Where the line with "for the padlock." appears below, start writing out lines exactly, and finish with the line with "match (head.to_ascii_lowercase().as_str(), rest.as_slice())", which is included; write out nothing else.

(Collected data entries)
Content starts
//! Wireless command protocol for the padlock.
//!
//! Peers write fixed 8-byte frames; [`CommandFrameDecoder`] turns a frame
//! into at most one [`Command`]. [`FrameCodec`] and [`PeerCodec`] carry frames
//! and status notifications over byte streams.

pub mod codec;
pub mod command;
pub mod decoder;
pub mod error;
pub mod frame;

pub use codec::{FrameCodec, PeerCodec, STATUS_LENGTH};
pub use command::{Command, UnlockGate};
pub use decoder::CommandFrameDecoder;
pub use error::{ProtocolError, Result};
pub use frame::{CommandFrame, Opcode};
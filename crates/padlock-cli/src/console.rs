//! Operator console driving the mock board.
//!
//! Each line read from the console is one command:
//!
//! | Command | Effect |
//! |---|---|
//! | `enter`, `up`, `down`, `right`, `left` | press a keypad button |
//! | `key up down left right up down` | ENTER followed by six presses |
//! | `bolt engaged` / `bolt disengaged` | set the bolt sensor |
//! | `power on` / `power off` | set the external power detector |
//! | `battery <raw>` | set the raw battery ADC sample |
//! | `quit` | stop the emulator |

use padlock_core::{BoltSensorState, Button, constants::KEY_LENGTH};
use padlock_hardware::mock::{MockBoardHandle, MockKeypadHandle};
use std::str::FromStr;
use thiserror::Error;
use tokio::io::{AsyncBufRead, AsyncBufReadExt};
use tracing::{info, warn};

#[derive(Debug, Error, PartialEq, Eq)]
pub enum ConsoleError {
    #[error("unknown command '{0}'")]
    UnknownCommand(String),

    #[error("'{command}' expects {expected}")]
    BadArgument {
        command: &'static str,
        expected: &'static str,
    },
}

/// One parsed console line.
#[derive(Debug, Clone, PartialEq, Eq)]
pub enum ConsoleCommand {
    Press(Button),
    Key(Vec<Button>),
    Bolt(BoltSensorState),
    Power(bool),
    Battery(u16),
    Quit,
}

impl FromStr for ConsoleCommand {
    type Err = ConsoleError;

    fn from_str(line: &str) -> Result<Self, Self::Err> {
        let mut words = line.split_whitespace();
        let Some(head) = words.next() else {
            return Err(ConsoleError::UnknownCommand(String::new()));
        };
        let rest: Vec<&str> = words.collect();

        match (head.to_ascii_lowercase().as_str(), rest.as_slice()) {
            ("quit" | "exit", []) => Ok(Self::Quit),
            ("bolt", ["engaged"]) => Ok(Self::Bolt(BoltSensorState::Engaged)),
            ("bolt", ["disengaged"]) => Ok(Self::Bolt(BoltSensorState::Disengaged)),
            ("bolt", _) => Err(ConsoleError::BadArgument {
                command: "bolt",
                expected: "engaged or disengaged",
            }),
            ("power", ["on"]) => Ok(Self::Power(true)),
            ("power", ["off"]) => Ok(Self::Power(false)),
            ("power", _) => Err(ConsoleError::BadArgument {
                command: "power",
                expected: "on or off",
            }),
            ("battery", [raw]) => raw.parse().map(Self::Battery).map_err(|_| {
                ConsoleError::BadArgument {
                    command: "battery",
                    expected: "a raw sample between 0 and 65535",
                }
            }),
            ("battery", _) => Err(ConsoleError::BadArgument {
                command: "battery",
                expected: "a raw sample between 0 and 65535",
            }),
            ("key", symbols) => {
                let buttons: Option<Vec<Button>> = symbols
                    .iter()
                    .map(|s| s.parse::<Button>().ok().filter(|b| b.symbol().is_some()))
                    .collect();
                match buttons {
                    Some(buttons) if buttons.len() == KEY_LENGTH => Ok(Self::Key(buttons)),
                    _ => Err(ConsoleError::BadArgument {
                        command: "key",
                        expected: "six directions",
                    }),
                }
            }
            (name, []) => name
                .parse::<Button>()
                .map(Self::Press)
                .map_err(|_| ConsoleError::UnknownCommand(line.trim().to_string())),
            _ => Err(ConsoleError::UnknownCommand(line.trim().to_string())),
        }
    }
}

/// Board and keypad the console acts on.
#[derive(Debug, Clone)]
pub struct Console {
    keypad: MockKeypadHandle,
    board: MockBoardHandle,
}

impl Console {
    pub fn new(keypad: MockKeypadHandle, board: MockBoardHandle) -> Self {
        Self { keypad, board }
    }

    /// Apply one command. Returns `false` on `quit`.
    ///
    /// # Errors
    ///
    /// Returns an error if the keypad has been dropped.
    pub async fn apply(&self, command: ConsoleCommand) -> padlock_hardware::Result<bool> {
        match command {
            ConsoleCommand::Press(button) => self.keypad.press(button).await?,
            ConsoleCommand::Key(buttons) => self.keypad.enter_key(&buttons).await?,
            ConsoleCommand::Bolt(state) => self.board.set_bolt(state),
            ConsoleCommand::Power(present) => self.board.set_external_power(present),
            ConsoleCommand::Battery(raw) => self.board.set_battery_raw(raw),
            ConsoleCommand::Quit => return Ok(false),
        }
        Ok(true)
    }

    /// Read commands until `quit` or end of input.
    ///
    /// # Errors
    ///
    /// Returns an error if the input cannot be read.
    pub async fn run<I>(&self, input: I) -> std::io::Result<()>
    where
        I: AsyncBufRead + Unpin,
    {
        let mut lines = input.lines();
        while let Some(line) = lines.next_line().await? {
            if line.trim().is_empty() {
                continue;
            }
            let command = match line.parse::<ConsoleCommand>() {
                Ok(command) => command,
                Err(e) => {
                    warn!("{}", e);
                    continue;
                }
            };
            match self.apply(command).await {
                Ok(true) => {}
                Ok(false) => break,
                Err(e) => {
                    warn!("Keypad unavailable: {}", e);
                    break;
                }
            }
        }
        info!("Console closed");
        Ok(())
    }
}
Content ends
Content starts
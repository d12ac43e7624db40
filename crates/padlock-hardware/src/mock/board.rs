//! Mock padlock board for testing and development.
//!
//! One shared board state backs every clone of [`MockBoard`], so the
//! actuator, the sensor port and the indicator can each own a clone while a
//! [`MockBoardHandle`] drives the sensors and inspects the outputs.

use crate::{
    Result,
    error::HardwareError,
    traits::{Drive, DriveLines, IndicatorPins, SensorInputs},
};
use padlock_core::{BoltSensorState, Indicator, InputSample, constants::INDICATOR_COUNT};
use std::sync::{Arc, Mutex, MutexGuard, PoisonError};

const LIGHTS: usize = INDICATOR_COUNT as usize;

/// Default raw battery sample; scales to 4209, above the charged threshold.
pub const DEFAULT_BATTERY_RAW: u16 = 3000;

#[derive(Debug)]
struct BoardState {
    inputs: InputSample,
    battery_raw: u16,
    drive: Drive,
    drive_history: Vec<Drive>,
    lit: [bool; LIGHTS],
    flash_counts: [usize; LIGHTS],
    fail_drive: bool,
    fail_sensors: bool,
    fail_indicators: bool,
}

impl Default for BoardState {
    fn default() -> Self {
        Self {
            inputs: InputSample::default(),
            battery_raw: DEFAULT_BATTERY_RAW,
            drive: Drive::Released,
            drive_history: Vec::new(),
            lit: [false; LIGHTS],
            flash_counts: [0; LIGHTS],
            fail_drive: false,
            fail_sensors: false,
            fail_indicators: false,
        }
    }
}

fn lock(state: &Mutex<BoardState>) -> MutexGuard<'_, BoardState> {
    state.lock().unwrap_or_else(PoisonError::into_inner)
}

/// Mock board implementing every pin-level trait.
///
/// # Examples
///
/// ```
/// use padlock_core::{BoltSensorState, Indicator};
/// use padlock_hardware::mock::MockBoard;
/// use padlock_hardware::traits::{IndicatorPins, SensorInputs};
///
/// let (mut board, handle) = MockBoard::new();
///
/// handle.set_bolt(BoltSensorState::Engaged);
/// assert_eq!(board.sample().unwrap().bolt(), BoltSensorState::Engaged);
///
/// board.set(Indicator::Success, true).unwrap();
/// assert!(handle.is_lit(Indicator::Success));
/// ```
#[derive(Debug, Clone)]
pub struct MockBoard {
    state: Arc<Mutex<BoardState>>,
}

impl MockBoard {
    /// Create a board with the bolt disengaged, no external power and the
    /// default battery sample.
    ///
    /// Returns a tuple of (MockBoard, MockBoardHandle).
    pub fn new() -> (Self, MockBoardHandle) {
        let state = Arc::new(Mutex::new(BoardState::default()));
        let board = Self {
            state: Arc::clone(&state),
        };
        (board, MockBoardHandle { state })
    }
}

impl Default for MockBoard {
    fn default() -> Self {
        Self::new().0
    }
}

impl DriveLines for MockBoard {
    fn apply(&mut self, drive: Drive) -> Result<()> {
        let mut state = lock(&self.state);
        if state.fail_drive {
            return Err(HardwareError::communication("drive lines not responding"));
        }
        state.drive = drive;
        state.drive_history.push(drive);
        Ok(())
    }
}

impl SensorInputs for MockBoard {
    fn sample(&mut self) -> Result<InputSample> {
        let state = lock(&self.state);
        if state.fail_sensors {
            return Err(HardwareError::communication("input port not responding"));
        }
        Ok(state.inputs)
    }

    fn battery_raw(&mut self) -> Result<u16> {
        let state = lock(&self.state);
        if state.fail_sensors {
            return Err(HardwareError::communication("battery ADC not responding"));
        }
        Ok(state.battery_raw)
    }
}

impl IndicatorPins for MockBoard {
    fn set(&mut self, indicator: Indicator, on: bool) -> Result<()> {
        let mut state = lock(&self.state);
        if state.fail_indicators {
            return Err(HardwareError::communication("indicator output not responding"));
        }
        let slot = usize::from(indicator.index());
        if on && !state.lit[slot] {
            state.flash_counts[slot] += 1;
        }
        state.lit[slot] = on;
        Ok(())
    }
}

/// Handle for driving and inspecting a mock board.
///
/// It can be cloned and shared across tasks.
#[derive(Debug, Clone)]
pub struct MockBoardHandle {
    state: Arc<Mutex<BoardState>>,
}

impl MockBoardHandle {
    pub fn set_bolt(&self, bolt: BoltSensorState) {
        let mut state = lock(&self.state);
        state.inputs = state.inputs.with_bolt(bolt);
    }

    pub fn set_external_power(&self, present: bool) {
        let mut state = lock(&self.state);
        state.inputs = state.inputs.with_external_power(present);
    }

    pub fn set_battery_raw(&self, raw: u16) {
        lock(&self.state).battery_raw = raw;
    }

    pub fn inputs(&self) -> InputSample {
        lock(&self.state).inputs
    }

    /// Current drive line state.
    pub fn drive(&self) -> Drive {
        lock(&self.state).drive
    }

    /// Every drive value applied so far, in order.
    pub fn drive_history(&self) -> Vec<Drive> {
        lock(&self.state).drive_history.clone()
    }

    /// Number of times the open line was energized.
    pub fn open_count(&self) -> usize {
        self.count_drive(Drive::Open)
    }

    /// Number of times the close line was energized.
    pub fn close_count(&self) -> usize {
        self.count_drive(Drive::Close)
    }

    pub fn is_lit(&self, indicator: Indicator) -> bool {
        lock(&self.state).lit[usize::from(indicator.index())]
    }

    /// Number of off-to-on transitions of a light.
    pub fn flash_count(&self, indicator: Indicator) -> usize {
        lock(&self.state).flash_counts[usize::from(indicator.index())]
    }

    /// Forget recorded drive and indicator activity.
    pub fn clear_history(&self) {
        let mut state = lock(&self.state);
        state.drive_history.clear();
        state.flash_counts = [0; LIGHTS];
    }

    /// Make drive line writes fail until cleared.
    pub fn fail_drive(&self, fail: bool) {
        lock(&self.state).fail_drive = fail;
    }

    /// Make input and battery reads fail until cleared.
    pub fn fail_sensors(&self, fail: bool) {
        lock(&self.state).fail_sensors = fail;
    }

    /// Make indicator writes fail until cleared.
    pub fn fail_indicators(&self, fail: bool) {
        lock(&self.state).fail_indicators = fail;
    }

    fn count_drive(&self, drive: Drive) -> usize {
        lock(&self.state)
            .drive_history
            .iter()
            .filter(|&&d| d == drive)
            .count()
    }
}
Content ends
OUTPUT FOR THIS TASK |
//! Wireless command protocol for the padlock.
//!
//! Peers write fixed 8-byte frames; [`CommandFrameDecoder`] turns a frame
//! into at most one [`Command`]. [`FrameCodec`] and [`PeerCodec`] carry frames
//! and status notifications over byte streams.

pub mod codec;
pub mod command;
pub mod decoder;
pub mod error;
pub mod frame;

pub use codec::{FrameCodec, PeerCodec, STATUS_LENGTH};
pub use command::{Command, UnlockGate};
pub use decoder::CommandFrameDecoder;
pub use error::{ProtocolError, Result};
pub use frame::{CommandFrame, Opcode};
filename crates/padlock-cli/src/console.rs
//! Operator console driving the mock board.
//!
//! Each line read from the console is one command:
//!
//! | Command | Effect |
//! |---|---|
//! | `enter`, `up`, `down`, `right`, `left` | press a keypad button |
//! | `key up down left right up down` | ENTER followed by six presses |
//! | `bolt engaged` / `bolt disengaged` | set the bolt sensor |
//! | `power on` / `power off` | set the external power detector |
//! | `battery <raw>` | set the raw battery ADC sample |
//! | `quit` | stop the emulator |

use padlock_core::{BoltSensorState, Button, constants::KEY_LENGTH};
use padlock_hardware::mock::{MockBoardHandle, MockKeypadHandle};
use std::str::FromStr;
use thiserror::Error;
use tokio::io::{AsyncBufRead, AsyncBufReadExt};
use tracing::{info, warn};

#[derive(Debug, Error, PartialEq, Eq)]
pub enum ConsoleError {
    #[error("unknown command '{0}'")]
    UnknownCommand(String),

    #[error("'{command}' expects {expected}")]
    BadArgument {
        command: &'static str,
        expected: &'static str,
    },
}

/// One parsed console line.
#[derive(Debug, Clone, PartialEq, Eq)]
pub enum ConsoleCommand {
    Press(Button),
    Key(Vec<Button>),
    Bolt(BoltSensorState),
    Power(bool),
    Battery(u16),
    Quit,
}

impl FromStr for ConsoleCommand {
    type Err = ConsoleError;

    fn from_str(line: &str) -> Result<Self, Self::Err> {
        let mut words = line.split_whitespace();
        let Some(head) = words.next() else {
            return Err(ConsoleError::UnknownCommand(String::new()));
        };
        let rest: Vec<&str> = words.collect();

        match (head.to_ascii_lowercase().as_str(), rest.as_slice()) {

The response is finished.